Since Engage Comms launched five years ago, there have been some radical changes in the way that businesses use online platforms, and it seems that the platforms themselves are in constant competition to better themselves in order to be at the top of the digital world. We’ve tagged along for the ride and picked out five of our favourite updates and additions.
I bloody love Canva. Want a new banner for your website? No problem. Need a branded visual for social media? Step aside. Canva has transformed our offer to clients and allowed us to easily create content that is iconic to the brand and something our clients wouldn’t have time to produce themselves. Remember when you were younger, and you weren’t allowed on the internet because your Dad was using the phoneline so you’d sit on paint and create ‘designs’? That’s how Canva makes me feel, except instead of insisting they be printed out and stuck on the fridge, they get used as marketing materials both online and off to represent brands (which is actually just as exciting!)
I never thought I’d see the day where I would confess that I’m addicted to data (see confession blog here).
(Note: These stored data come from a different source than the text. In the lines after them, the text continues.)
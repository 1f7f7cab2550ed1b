//! Key traits for states and triggers.
//!
//! The engine never inspects a key beyond equality and `Debug` rendering, so
//! any cloneable, comparable value works: plain enums, strings, integers or
//! caller-defined structs.

use std::fmt::Debug;

/// Identity of a state in the configuration graph.
///
/// Blanket-implemented for every type that is `Clone + PartialEq + Debug +
/// Send + Sync + 'static`; callers never implement it by hand.
///
/// # Example
///
/// ```rust
/// use statehouse::State;
///
/// #[derive(Clone, PartialEq, Debug)]
/// enum Door {
///     Open,
///     Closed,
/// }
///
/// fn assert_state<S: State>(_: &S) {}
/// assert_state(&Door::Open);
/// assert_state(&"locked");
/// ```
pub trait State: Clone + PartialEq + Debug + Send + Sync + 'static {}

impl<S> State for S where S: Clone + PartialEq + Debug + Send + Sync + 'static {}

/// Identity of a trigger fired at the machine.
///
/// Same requirements as [`State`]; blanket-implemented.
pub trait Trigger: Clone + PartialEq + Debug + Send + Sync + 'static {}

impl<T> Trigger for T where T: Clone + PartialEq + Debug + Send + Sync + 'static {}

/// Render a key for error messages and logs.
pub(crate) fn render<K: Debug>(key: &K) -> String {
    format!("{:?}", key)
}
But it’s true, data is what makes my world go round and when Twitter launched the Analytics dashboard in July 2014, my days of off-course tweets fell by the wayside. Now each tweet is compared for engagement, impressions and media clicks then analysed competitively against previous posts to help identify the content followers relate to best so that we can make our campaigns completely insight-based. All this from a few stats? Yeah, it’s pretty good.
Snapchat has been great for a number of different reasons; introducing the concept of disposable content, adding geo-filters and facial recognition to your everyday life, and many more quirks (let’s forgive and forget the attempt to bring back QR codes). But the one thing I really love about Snapchat is that it’s encouraged brands to share stories and real-life, live content. In a social media world where we see scheduled posts every day, it’s refreshing to see brands sharing visual content straight from the horse’s mouth. The only thing more entertaining than this, is the way that Snapchat’s storytelling feature has forced other platforms to put their tail between their legs and join the ‘story’ party late – I’m looking at you Instagram and Facebook Live! For this, I kindly shake Snapchat’s hand and bid it farewell in favour of Instagram stories #sorrynotsorry.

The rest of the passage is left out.